After six months, the researchers will administer a phone questionnaire to all the study volunteers. They'll ask about the number of drinks consumed per week and binge drinking episodes in the past month, as well as collect other data.

If Broyles' hypothesis pans out, those who received the intervention will show the biggest reductions in unhealthy alcohol use.

Mixed results in past research

Brief alcohol interventions like the one being used in the study are already standard in VA primary care, and they are being promoted by organizations such as the Joint Commission, which accredits hospitals.

The problem is, the evidence for the efficacy of brief counseling has been mixed for hospitalized patients. As a result, there is a camp of critics who question whether the interventions really work in hospitalized patients as well as they seem to in primary care.

One issue is that most of the clinical trials to date have taken place outside the U.S. "We have to be careful about generalizing those results to our population, since cultural norms and attitudes about alcohol may vary," says Broyles.

Cultural issues aside, the study results overall have been weak. Some experts contend, though, that there's a methodological flaw that accounts for the less-than-impressive findings. It's called "assessment reactivity."

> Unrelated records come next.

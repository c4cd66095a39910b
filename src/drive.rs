//! Google Drive v3 backend for the task document.
//!
//! The document is a single file identified by name inside one folder. Reads
//! download it whole; writes overwrite it whole, creating it on first save.
//! Authentication uses a service-account key: an RS256-signed JWT is exchanged
//! for a bearer token, which is cached until shortly before it expires.

use std::sync::Arc;
use std::time::{Duration, Instant, SystemTime, UNIX_EPOCH};

use async_trait::async_trait;
use jsonwebtoken::{Algorithm, EncodingKey, Header};
use serde::{Deserialize, Serialize};
use serde_json::json;
use tokio::sync::Mutex;
use tracing::{debug, error, warn};

use crate::config::{Config, ServiceAccountKey};
use crate::db::Database;
use crate::error::{Error, Result};
use crate::store::TaskStore;

const DRIVE_SCOPE: &str = "https://www.googleapis.com/auth/drive";
const TOKEN_LIFETIME_SECS: i64 = 3600;
const TOKEN_REFRESH_MARGIN: Duration = Duration::from_secs(60);
const MULTIPART_BOUNDARY: &str = "taskbot-document-boundary";

// ---------------------------------------------------------------------------
// Access tokens
// ---------------------------------------------------------------------------

/// Source of OAuth bearer tokens for Drive requests.
#[async_trait]
pub trait TokenSource: Send + Sync {
    async fn access_token(&self) -> Result<String>;
}

/// A fixed token, for tests and externally managed credentials.
pub struct StaticToken(pub String);

#[async_trait]
impl TokenSource for StaticToken {
    async fn access_token(&self) -> Result<String> {
        Ok(self.0.clone())
    }
}

struct CachedToken {
    value: String,
    refresh_at: Instant,
}

#[derive(Deserialize)]
struct TokenResponse {
    access_token: String,
    #[serde(default)]
    expires_in: Option<u64>,
}

/// Service-account JWT bearer flow.
pub struct ServiceAccountAuth {
    key: ServiceAccountKey,
    client: reqwest::Client,
    cached: Mutex<Option<CachedToken>>,
}

impl ServiceAccountAuth {
    pub fn new(key: ServiceAccountKey, client: reqwest::Client) -> Self {
        Self { key, client, cached: Mutex::new(None) }
    }

    async fn exchange(&self) -> Result<CachedToken> {
        let now = SystemTime::now()
            .duration_since(UNIX_EPOCH)
            .map_err(|e| Error::Auth(format!("system clock before epoch: {e}")))?
            .as_secs() as i64;
        let assertion = signed_assertion(&self.key, now)?;

        let response = self
            .client
            .post(&self.key.token_uri)
            .form(&[
                ("grant_type", "urn:ietf:params:oauth:grant-type:jwt-bearer"),
                ("assertion", assertion.as_str()),
            ])
            .send()
            .await?;
        if !response.status().is_success() {
            let status = response.status();
            let body = response.text().await.unwrap_or_default();
            return Err(Error::Auth(format!("token exchange failed ({status}): {body}")));
        }
        let token: TokenResponse = response.json().await?;
        let lifetime = Duration::from_secs(token.expires_in.unwrap_or(TOKEN_LIFETIME_SECS as u64));
        debug!(expires_in = lifetime.as_secs(), "obtained drive access token");
        Ok(CachedToken {
            value: token.access_token,
            refresh_at: Instant::now() + lifetime.saturating_sub(TOKEN_REFRESH_MARGIN),
        })
    }
}

#[async_trait]
impl TokenSource for ServiceAccountAuth {
    async fn access_token(&self) -> Result<String> {
        let mut cached = self.cached.lock().await;
        if let Some(token) = cached.as_ref() {
            if Instant::now() < token.refresh_at {
                return Ok(token.value.clone());
            }
        }
        let fresh = self.exchange().await?;
        let value = fresh.value.clone();
        *cached = Some(fresh);
        Ok(value)
    }
}

/// Claims of the service-account assertion sent to the token endpoint.
#[derive(Debug, Serialize, Deserialize)]
struct AssertionClaims {
    iss: String,
    scope: String,
    aud: String,
    iat: i64,
    exp: i64,
}

/// Build the RS256-signed JWT for the token exchange.
fn signed_assertion(key: &ServiceAccountKey, now: i64) -> Result<String> {
    let claims = AssertionClaims {
        iss: key.client_email.clone(),
        scope: DRIVE_SCOPE.to_string(),
        aud: key.token_uri.clone(),
        iat: now,
        exp: now + TOKEN_LIFETIME_SECS,
    };
    let signing_key = EncodingKey::from_rsa_pem(key.private_key.as_bytes())
        .map_err(|e| Error::Auth(format!("private key is not valid PEM: {e}")))?;
    jsonwebtoken::encode(&Header::new(Algorithm::RS256), &claims, &signing_key)
        .map_err(|e| Error::Auth(format!("failed to sign token request: {e}")))
}

// ---------------------------------------------------------------------------
// Document store
// ---------------------------------------------------------------------------

#[derive(Deserialize)]
struct FileList {
    #[serde(default)]
    files: Vec<FileRef>,
}

#[derive(Deserialize)]
struct FileRef {
    id: String,
}

/// Task document stored as one JSON file in a Drive folder.
pub struct DriveStore {
    folder_id: String,
    file_name: String,
    base_url: String,
    client: reqwest::Client,
    auth: Arc<dyn TokenSource>,
}

async fn ensure_success(op: &'static str, response: reqwest::Response) -> Result<reqwest::Response> {
    let status = response.status();
    if status.is_success() {
        return Ok(response);
    }
    let body = response.text().await.unwrap_or_default();
    Err(Error::Drive { op, status: status.as_u16(), body })
}

impl DriveStore {
    pub fn new(
        folder_id: &str,
        file_name: &str,
        base_url: &str,
        client: reqwest::Client,
        auth: Arc<dyn TokenSource>,
    ) -> Self {
        Self {
            folder_id: folder_id.to_string(),
            file_name: file_name.to_string(),
            base_url: base_url.trim_end_matches('/').to_string(),
            client,
            auth,
        }
    }

    /// Store authenticated with the configured service account.
    pub fn from_config(config: &Config) -> Self {
        let client = reqwest::Client::new();
        let auth = Arc::new(ServiceAccountAuth::new(config.credentials.clone(), client.clone()));
        Self::new(&config.folder_id, &config.file_name, &config.drive_api, client, auth)
    }

    fn search_query(&self) -> String {
        format!(
            "name='{}' and '{}' in parents and trashed=false",
            self.file_name.replace('\'', "\\'"),
            self.folder_id.replace('\'', "\\'"),
        )
    }

    async fn find_file(&self, token: &str) -> Result<Option<String>> {
        let response = self
            .client
            .get(format!("{}/drive/v3/files", self.base_url))
            .bearer_auth(token)
            .query(&[("q", self.search_query().as_str()), ("fields", "files(id)")])
            .send()
            .await?;
        let list: FileList = ensure_success("list", response).await?.json().await?;
        Ok(list.files.into_iter().next().map(|f| f.id))
    }

    /// Download and parse the document. A missing file is an empty collection.
    pub async fn fetch(&self) -> Result<Database> {
        let token = self.auth.access_token().await?;
        let Some(file_id) = self.find_file(&token).await? else {
            debug!(file = %self.file_name, "task document not found, starting empty");
            return Ok(Database::default());
        };
        let response = self
            .client
            .get(format!("{}/drive/v3/files/{file_id}", self.base_url))
            .bearer_auth(&token)
            .query(&[("alt", "media")])
            .send()
            .await?;
        let bytes = ensure_success("download", response).await?.bytes().await?;
        let db = Database::from_json(&bytes)?;

        let dups = db.duplicate_ids();
        if !dups.is_empty() {
            warn!(ids = ?dups, "task document contains duplicate ids");
        }
        Ok(db)
    }

    /// Overwrite the document, creating it in the folder if absent.
    pub async fn upload(&self, db: &Database) -> Result<()> {
        let content = db.to_json()?;
        let token = self.auth.access_token().await?;
        let response = match self.find_file(&token).await? {
            Some(file_id) => {
                self.client
                    .patch(format!("{}/upload/drive/v3/files/{file_id}", self.base_url))
                    .bearer_auth(&token)
                    .query(&[("uploadType", "media")])
                    .header(reqwest::header::CONTENT_TYPE, "application/json")
                    .body(content)
                    .send()
                    .await?
            }
            None => {
                let metadata = json!({ "name": self.file_name, "parents": [self.folder_id] });
                self.client
                    .post(format!("{}/upload/drive/v3/files", self.base_url))
                    .bearer_auth(&token)
                    .query(&[("uploadType", "multipart")])
                    .header(
                        reqwest::header::CONTENT_TYPE,
                        format!("multipart/related; boundary={MULTIPART_BOUNDARY}"),
                    )
                    .body(multipart_related(&serde_json::to_vec(&metadata)?, &content))
                    .send()
                    .await?
            }
        };
        ensure_success("upload", response).await?;
        Ok(())
    }
}

fn multipart_related(metadata: &[u8], content: &[u8]) -> Vec<u8> {
    let mut body = Vec::with_capacity(metadata.len() + content.len() + 256);
    body.extend_from_slice(format!("--{MULTIPART_BOUNDARY}\r\n").as_bytes());
    body.extend_from_slice(b"Content-Type: application/json; charset=UTF-8\r\n\r\n");
    body.extend_from_slice(metadata);
    body.extend_from_slice(format!("\r\n--{MULTIPART_BOUNDARY}\r\n").as_bytes());
    body.extend_from_slice(b"Content-Type: application/json\r\n\r\n");
    body.extend_from_slice(content);
    body.extend_from_slice(format!("\r\n--{MULTIPART_BOUNDARY}--").as_bytes());
    body
}

#[async_trait]
impl TaskStore for DriveStore {
    async fn load(&self) -> Database {
        match self.fetch().await {
            Ok(db) => db,
            Err(e) => {
                error!(error = %e, "failed to read task document");
                Database::default()
            }
        }
    }

    async fn save(&self, db: &Database) -> bool {
        match self.upload(db).await {
            Ok(()) => true,
            Err(e) => {
                error!(error = %e, "failed to write task document");
                false
            }
        }
    }
}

New study features rigorous design

Boyles explains the phenomenon: "When people have their drinking habits repeatedly assessed as part of a study, it gets them thinking a lot about their drinking, any negative consequences that they may be experiencing, big or small, and how they feel about all of that. Other studies have shown that as a result of the personal reflection that arises from comprehensive alcohol questionnaires, people will often reduce their drinking, even if they weren't in the intervention group that received the brief counseling sessions."

In some past trials of brief alcohol interventions, this has translated into reduced drinking on the part of all study participants whether they received an intervention or not. This dulls the statistical differences between study groups. Even so-called "control" groups show some improvement. The researchers may sense that the intervention works, but at the end of the day they lack the data to back that conclusion.

Broyles' study is designed to try and thwart this complication. The two control groups will both receive "usual care," with no brief intervention, but they will get different amounts of assessment. That will help the researchers tease out the effects of the assessments versus the intervention itself.

On top of that, the study team will take steps to assure that the brief intervention is being delivered properly—such as audio-recording the first sessions between the patients and the nurse.

All in all, says Broyles, the study is "methodologically rigorous" and should "provide strong evidence regarding the efficacy of brief interventions in the inpatient setting. If so, it could mean that hospitalization is a good time to start this type of conversation, which can then be followed up on in primary care."

The new study is described in an article expected out soon in the journal Addiction Science and Clinical Practice.